Acusado por tortura e morte de professor pega 33 anos de prisão

Luiz Henrique Xavier da Rocha recebeu pena pelos crimes de sequestro e homicídio de professor que teria sido confundido com policial


A Justiça de Santa Bárbara d’Oeste divulgou esta semana a decisão do Tribunal do Júri, que condenou o desempregado Luiz Henrique Xavier da Rocha a 33 anos de prisão pela morte do professor David Valério de Souza, em novembro de 2015. A pena foi aplicada pelos crimes de sequestro e homicídio triplamente qualificado (por motivo torpe, mediante recurso que dificultou a defesa da vítima e com tortura). A defesa dele já recorreu da sentença, alegando falta de provas.

Foto: Arquivo / O Liberal
Região de mata no bairro Nova Conquista foi vasculhada pela Polícia Militar na época do crime

A vítima foi encontrada por policiais, ainda viva, amarrada em um tronco na Rua João Eduardo Macknight, no Nova Conquista. Ele tinha um pano no rosto, um capacete preso a cabeça e marcas de agressão e um disparo de arma de fogo. Ele chegou a ser socorrido, mas morreu no hospital.

Segundo a denúncia, Xavier e outros três homens não identificados teriam sequestrado e torturado o professor por acreditarem que David fosse policial, já que ele carregava um documento com timbre da Polícia Civil.

A PM (Polícia Militar) recebeu uma denúncia anônima e, ao chegar ao local, viu o grupo fugir pela mata. O réu acabou capturado ao tentar se esconder entre os trabalhadores de uma propriedade rural.

A defesa do desempregado alegou no processo que a versão sustentada pela acusação não foi provada, já que as testemunhas ouvidas durante a ação penal – policiais e o dono do sítio onde ele tentou se esconder – não presenciaram o crime.
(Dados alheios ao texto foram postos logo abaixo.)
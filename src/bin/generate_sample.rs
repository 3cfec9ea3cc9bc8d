use std::path::Path;

use anyhow::{Context, Result};

const OUTPUT_PATH: &str = "data/movie_metadata.csv";
const MOVIES: usize = 600;

const HEADER: [&str; 12] = [
    "color",
    "director_name",
    "movie_title",
    "genres",
    "actor_1_name",
    "actor_2_name",
    "actor_3_name",
    "title_year",
    "budget",
    "gross",
    "imdb_score",
    "content_rating",
];

const GENRES: [&str; 14] = [
    "Action", "Adventure", "Animation", "Biography", "Comedy", "Crime", "Drama", "Family",
    "Fantasy", "Horror", "Mystery", "Romance", "Sci-Fi", "Thriller",
];

const FIRST_NAMES: [&str; 12] = [
    "Ava", "Ben", "Clara", "Dev", "Elena", "Felix", "Grace", "Hugo", "Iris", "Jonah", "Kira",
    "Leo",
];

const LAST_NAMES: [&str; 10] = [
    "Archer", "Blake", "Castro", "Dunn", "Ellis", "Fontaine", "Garcia", "Hale", "Ito", "Jensen",
];

const TITLE_WORDS: [&str; 16] = [
    "Night", "River", "Last", "Silent", "Empire", "Garden", "Storm", "Echo", "Iron", "Summer",
    "Shadow", "Crown", "Glass", "Harbor", "Wild", "Signal",
];

const RATINGS: [&str; 4] = ["G", "PG", "PG-13", "R"];

/// Columns that may be left empty: genres through gross.
const BLANKABLE: std::ops::Range<usize> = 3..10;

/// Minimal deterministic PRNG (xoshiro256**)
struct SimpleRng {
    state: [u64; 4],
}

impl SimpleRng {
    fn new(seed: u64) -> Self {
        let mut s = [0u64; 4];
        let mut x = seed;
        for slot in &mut s {
            x = x.wrapping_mul(6364136223846793005).wrapping_add(1);
            *slot = x;
        }
        SimpleRng { state: s }
    }

    fn next_u64(&mut self) -> u64 {
        let result = (self.state[1].wrapping_mul(5))
            .rotate_left(7)
            .wrapping_mul(9);
        let t = self.state[1] << 17;
        self.state[2] ^= self.state[0];
        self.state[3] ^= self.state[1];
        self.state[1] ^= self.state[2];
        self.state[0] ^= self.state[3];
        self.state[2] ^= t;
        self.state[3] = self.state[3].rotate_left(45);
        result
    }

    fn next_f64(&mut self) -> f64 {
        (self.next_u64() >> 11) as f64 / (1u64 << 53) as f64
    }

    /// Box-Muller transform for normal distribution
    fn gauss(&mut self, mean: f64, std_dev: f64) -> f64 {
        let u1 = self.next_f64().max(1e-15);
        let u2 = self.next_f64();
        let z = (-2.0 * u1.ln()).sqrt() * (2.0 * std::f64::consts::PI * u2).cos();
        mean + std_dev * z
    }

    fn pick<'a>(&mut self, items: &[&'a str]) -> &'a str {
        items[(self.next_u64() % items.len() as u64) as usize]
    }

    /// True with probability `p`.
    fn chance(&mut self, p: f64) -> bool {
        self.next_f64() < p
    }
}

fn person(rng: &mut SimpleRng) -> String {
    format!("{} {}", rng.pick(&FIRST_NAMES), rng.pick(&LAST_NAMES))
}

/// One CSV row in `HEADER` order. Roughly one optional cell in twenty is
/// left blank so the loader's default filling gets exercised.
fn movie_row(rng: &mut SimpleRng, n: usize) -> Vec<String> {
    let title = format!("{} {} {}", rng.pick(&TITLE_WORDS), rng.pick(&TITLE_WORDS), n);

    let mut genres: Vec<&str> = Vec::new();
    for _ in 0..1 + rng.next_u64() % 3 {
        let g = rng.pick(&GENRES);
        if !genres.contains(&g) {
            genres.push(g);
        }
    }

    let year = 1960 + (rng.next_u64() % 57) as i64;
    let budget = (rng.gauss(17.0, 1.2).exp()).round().max(0.0);
    // Later films earn more on average; log-normal spread around the budget.
    let gross = (budget * rng.gauss(0.0, 0.8).exp() * (1.0 + (year - 1960) as f64 / 60.0)).round();
    let score = rng.gauss(6.4, 1.0).clamp(1.6, 9.5);

    let color = rng.pick(&["Color", "Color", "Color", "Black and White"]);
    let director = person(rng);
    let [lead, second, third] = [person(rng), person(rng), person(rng)];

    let mut row = vec![
        color.to_string(),
        director,
        // The IMDB export pads titles with a trailing non-breaking space.
        format!("{title}\u{a0}"),
        genres.join("|"),
        lead,
        second,
        third,
        format!("{year}.0"),
        format!("{budget}"),
        format!("{gross}"),
        format!("{score:.1}"),
        rng.pick(&RATINGS).to_string(),
    ];
    for cell in &mut row[BLANKABLE] {
        if rng.chance(0.05) {
            cell.clear();
        }
    }
    row
}

fn main() -> Result<()> {
    let mut rng = SimpleRng::new(42);

    let output_path = Path::new(OUTPUT_PATH);
    if let Some(dir) = output_path.parent() {
        std::fs::create_dir_all(dir)
            .with_context(|| format!("creating {}", dir.display()))?;
    }

    let mut writer = csv::Writer::from_path(output_path)
        .with_context(|| format!("creating {OUTPUT_PATH}"))?;
    writer.write_record(HEADER).context("writing header")?;
    for n in 0..MOVIES {
        let row = movie_row(&mut rng, n);
        writer
            .write_record(&row)
            .with_context(|| format!("writing movie {n}"))?;
    }
    writer.flush().context("flushing output")?;

    println!("Wrote {MOVIES} movies to {OUTPUT_PATH}");
    Ok(())
}
use std::collections::BTreeSet;

use super::aggregate::year_bounds;
use super::model::{MovieTable, MovieView};
use crate::error::DashboardError;

/// Selection value that switches a multi-select filter off.
pub const ALL: &str = "All";

/// Year range offered when the table has no known years.
pub const FALLBACK_YEAR_RANGE: (i32, i32) = (1900, 2020);

// ---------------------------------------------------------------------------
// Filter predicate: the current sidebar selections
// ---------------------------------------------------------------------------

/// The user's current selections, validated by the UI before use.
#[derive(Debug, Clone, PartialEq, Eq)]
pub struct FilterState {
    /// Inclusive `(min, max)` release year.
    pub year_range: (i32, i32),
    /// Selected genre names; containing [`ALL`] or nothing disables the genre filter.
    pub genres: BTreeSet<String>,
    /// Selected actor names; containing [`ALL`] disables the actor filter.
    pub actors: BTreeSet<String>,
    /// Case-insensitive title substring; empty disables the title filter.
    pub title_query: String,
}

impl FilterState {
    /// Everything selected: full year bounds, all genres, all actors, no search.
    pub fn unrestricted(table: &MovieTable) -> Self {
        FilterState {
            year_range: year_bounds(table).unwrap_or(FALLBACK_YEAR_RANGE),
            genres: BTreeSet::from([ALL.to_string()]),
            actors: BTreeSet::from([ALL.to_string()]),
            title_query: String::new(),
        }
    }

    /// An empty genre selection keeps every row, unlike an empty actor selection.
    pub fn genre_filter_active(&self) -> bool {
        !self.genres.is_empty() && !self.genres.contains(ALL)
    }

    pub fn actor_filter_active(&self) -> bool {
        !self.actors.contains(ALL)
    }
}

/// Apply all active predicates, failing if the state cannot be evaluated.
///
/// Predicates run in order year, genre, actor, title and are conjunctive.
/// A row passes the genre filter when any selected name is a
/// case-insensitive substring of its genre string, and the actor filter when
/// any of its three actor cells equals a selected name.
pub fn try_apply<'a>(
    view: &MovieView<'a>,
    state: &FilterState,
) -> Result<MovieView<'a>, DashboardError> {
    let (min_year, max_year) = state.year_range;
    if min_year > max_year {
        return Err(DashboardError::FilterFailure(format!(
            "year range {min_year}..={max_year} is inverted"
        )));
    }
    if view.is_empty() {
        return Ok(view.clone());
    }

    let mut out = view.retain(|m| (min_year..=max_year).contains(&m.title_year));

    if state.genre_filter_active() {
        let needles: Vec<String> = state.genres.iter().map(|g| g.to_lowercase()).collect();
        out = out.retain(|m| {
            let haystack = m.genres.to_lowercase();
            needles.iter().any(|n| haystack.contains(n.as_str()))
        });
    }

    if state.actor_filter_active() {
        out = out.retain(|m| m.actors.iter().any(|a| state.actors.contains(a)));
    }

    if !state.title_query.is_empty() {
        let needle = state.title_query.to_lowercase();
        out = out.retain(|m| m.title.to_lowercase().contains(&needle));
    }

    Ok(out)
}

/// Apply the filters, falling back to the unfiltered view if they fail.
///
/// Load errors give an empty table but filter errors give everything; the
/// dashboard prefers showing data over showing nothing here.
pub fn apply<'a>(view: &MovieView<'a>, state: &FilterState) -> MovieView<'a> {
    match try_apply(view, state) {
        Ok(filtered) => filtered,
        Err(e) => {
            log::warn!("{e}; showing unfiltered data");
            view.clone()
        }
    }
}

#[cfg(test)]
mod tests {
    use super::*;
    use crate::data::model::Movie;

    fn movie(title: &str, genres: &str, actors: [&str; 3], year: i32) -> Movie {
        Movie {
            title: title.into(),
            genres: genres.into(),
            actors: actors.map(String::from),
            title_year: year,
            ..Movie::default()
        }
    }

    fn sample_table() -> MovieTable {
        MovieTable::new(
            vec![],
            vec![
                movie("The Matrix", "Action|Sci-Fi", ["Keanu Reeves", "Laurence Fishburne", "Carrie-Anne Moss"], 1999),
                movie("Lost Reel", "Drama", ["Unknown", "Unknown", "Unknown"], 0),
                movie("Constantine", "Drama|Fantasy|Horror", ["Keanu Reeves", "Rachel Weisz", "Shia LaBeouf"], 2005),
                movie("The Matrix Reloaded", "Action|Sci-Fi", ["Keanu Reeves", "Hugo Weaving", "Jada Pinkett Smith"], 2003),
                movie("Mean Girls", "Comedy", ["Lindsay Lohan", "Rachel McAdams", "Tina Fey"], 2004),
            ],
        )
    }

    fn titles(view: &MovieView<'_>) -> Vec<String> {
        view.iter().map(|m| m.title.clone()).collect()
    }

    #[test]
    fn test_unrestricted_state_keeps_everything() {
        let table = sample_table();
        let state = FilterState::unrestricted(&table);
        assert_eq!(state.year_range, (1999, 2005));

        // Widen to cover the unknown-year row as well.
        let state = FilterState {
            year_range: (0, 2005),
            ..state
        };
        let all = table.view();
        assert_eq!(apply(&all, &state), all);
    }

    #[test]
    fn test_year_range_excludes_unknown_year() {
        let table = MovieTable::new(
            vec![],
            vec![
                movie("a", "Drama", ["x", "y", "z"], 1999),
                movie("b", "Drama", ["x", "y", "z"], 0),
                movie("c", "Drama", ["x", "y", "z"], 2005),
            ],
        );
        let mut state = FilterState::unrestricted(&table);
        state.year_range = (1999, 2005);
        let out = apply(&table.view(), &state);
        assert_eq!(out.rows(), &[0, 2]);

        state.year_range = (0, 2005);
        let out = apply(&table.view(), &state);
        assert_eq!(out.rows(), &[0, 1, 2]);
    }

    #[test]
    fn test_genre_filter_is_case_insensitive_substring() {
        let table = sample_table();
        let mut state = FilterState::unrestricted(&table);
        state.year_range = (0, 2100);
        state.genres = BTreeSet::from(["sci-fi".to_string(), "Horror".to_string()]);

        let out = apply(&table.view(), &state);
        assert_eq!(
            titles(&out),
            ["The Matrix", "Constantine", "The Matrix Reloaded"]
        );
    }

    #[test]
    fn test_all_disables_genre_filter_even_with_other_names() {
        let table = sample_table();
        let mut state = FilterState::unrestricted(&table);
        state.year_range = (0, 2100);
        state.genres = BTreeSet::from([ALL.to_string(), "Comedy".to_string()]);
        assert_eq!(apply(&table.view(), &state).len(), 5);
    }

    #[test]
    fn test_empty_genre_selection_keeps_everything() {
        let table = MovieTable::new(
            vec![],
            vec![movie("Heat", "Drama", ["Al Pacino", "Unknown", "Unknown"], 1995)],
        );
        let mut state = FilterState::unrestricted(&table);
        state.genres.clear();
        assert!(!state.genre_filter_active());
        assert_eq!(apply(&table.view(), &state).rows(), &[0]);
    }

    #[test]
    fn test_empty_actor_selection_matches_nothing() {
        let table = sample_table();
        let mut state = FilterState::unrestricted(&table);
        state.actors.clear();
        assert!(apply(&table.view(), &state).is_empty());
    }

    #[test]
    fn test_actor_filter_matches_any_actor_column() {
        let table = sample_table();
        let mut state = FilterState::unrestricted(&table);
        state.actors = BTreeSet::from(["Rachel Weisz".to_string(), "Tina Fey".to_string()]);

        let out = apply(&table.view(), &state);
        assert_eq!(titles(&out), ["Constantine", "Mean Girls"]);
    }

    #[test]
    fn test_actor_filter_requires_exact_name() {
        let table = sample_table();
        let mut state = FilterState::unrestricted(&table);
        state.actors = BTreeSet::from(["keanu reeves".to_string()]);
        assert!(apply(&table.view(), &state).is_empty());
    }

    #[test]
    fn test_title_search_and_conjunction() {
        let table = sample_table();
        let mut state = FilterState::unrestricted(&table);
        state.title_query = "MATRIX".into();
        state.year_range = (2000, 2005);

        let out = apply(&table.view(), &state);
        assert_eq!(titles(&out), ["The Matrix Reloaded"]);
    }

    #[test]
    fn test_apply_is_idempotent() {
        let table = sample_table();
        let mut state = FilterState::unrestricted(&table);
        state.genres = BTreeSet::from(["Action".to_string()]);
        state.title_query = "the".into();

        let once = apply(&table.view(), &state);
        let twice = apply(&once, &state);
        assert_eq!(once, twice);
        assert_eq!(once.len(), 2);
    }

    #[test]
    fn test_inverted_range_fails_open() {
        let table = sample_table();
        let mut state = FilterState::unrestricted(&table);
        state.year_range = (2005, 1999);
        state.title_query = "matrix".into();

        assert!(matches!(
            try_apply(&table.view(), &state),
            Err(DashboardError::FilterFailure(_))
        ));
        assert_eq!(apply(&table.view(), &state), table.view());
    }

    #[test]
    fn test_empty_table_passes_through() {
        let table = MovieTable::empty();
        let state = FilterState::unrestricted(&table);
        assert_eq!(state.year_range, FALLBACK_YEAR_RANGE);
        let out = apply(&table.view(), &state);
        assert!(out.is_empty());
    }
}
Os jurados, no entanto, julgaram a denúncia procedente.

Ao fixar a pena, a juíza Camilla Marcela Ferrari Arcaro, da 1ª Vara Criminal de Santa Bárbara, considerou os maus antecedentes de Luiz Henrique – oito condenações criminais, a maioria por furto – e a crueldade com que o crime foi praticado.

Ao LIBERAL, o advogado José Eduardo Bonfim, responsável pela defesa, afirmou que já apresentou o recurso para que o caso seja revisado pelo TJ-SP (Tribunal de Justiça do Estado de São Paulo). “Pedimos a absolvição por falta de provas ou a realização de um novo júri”, disse.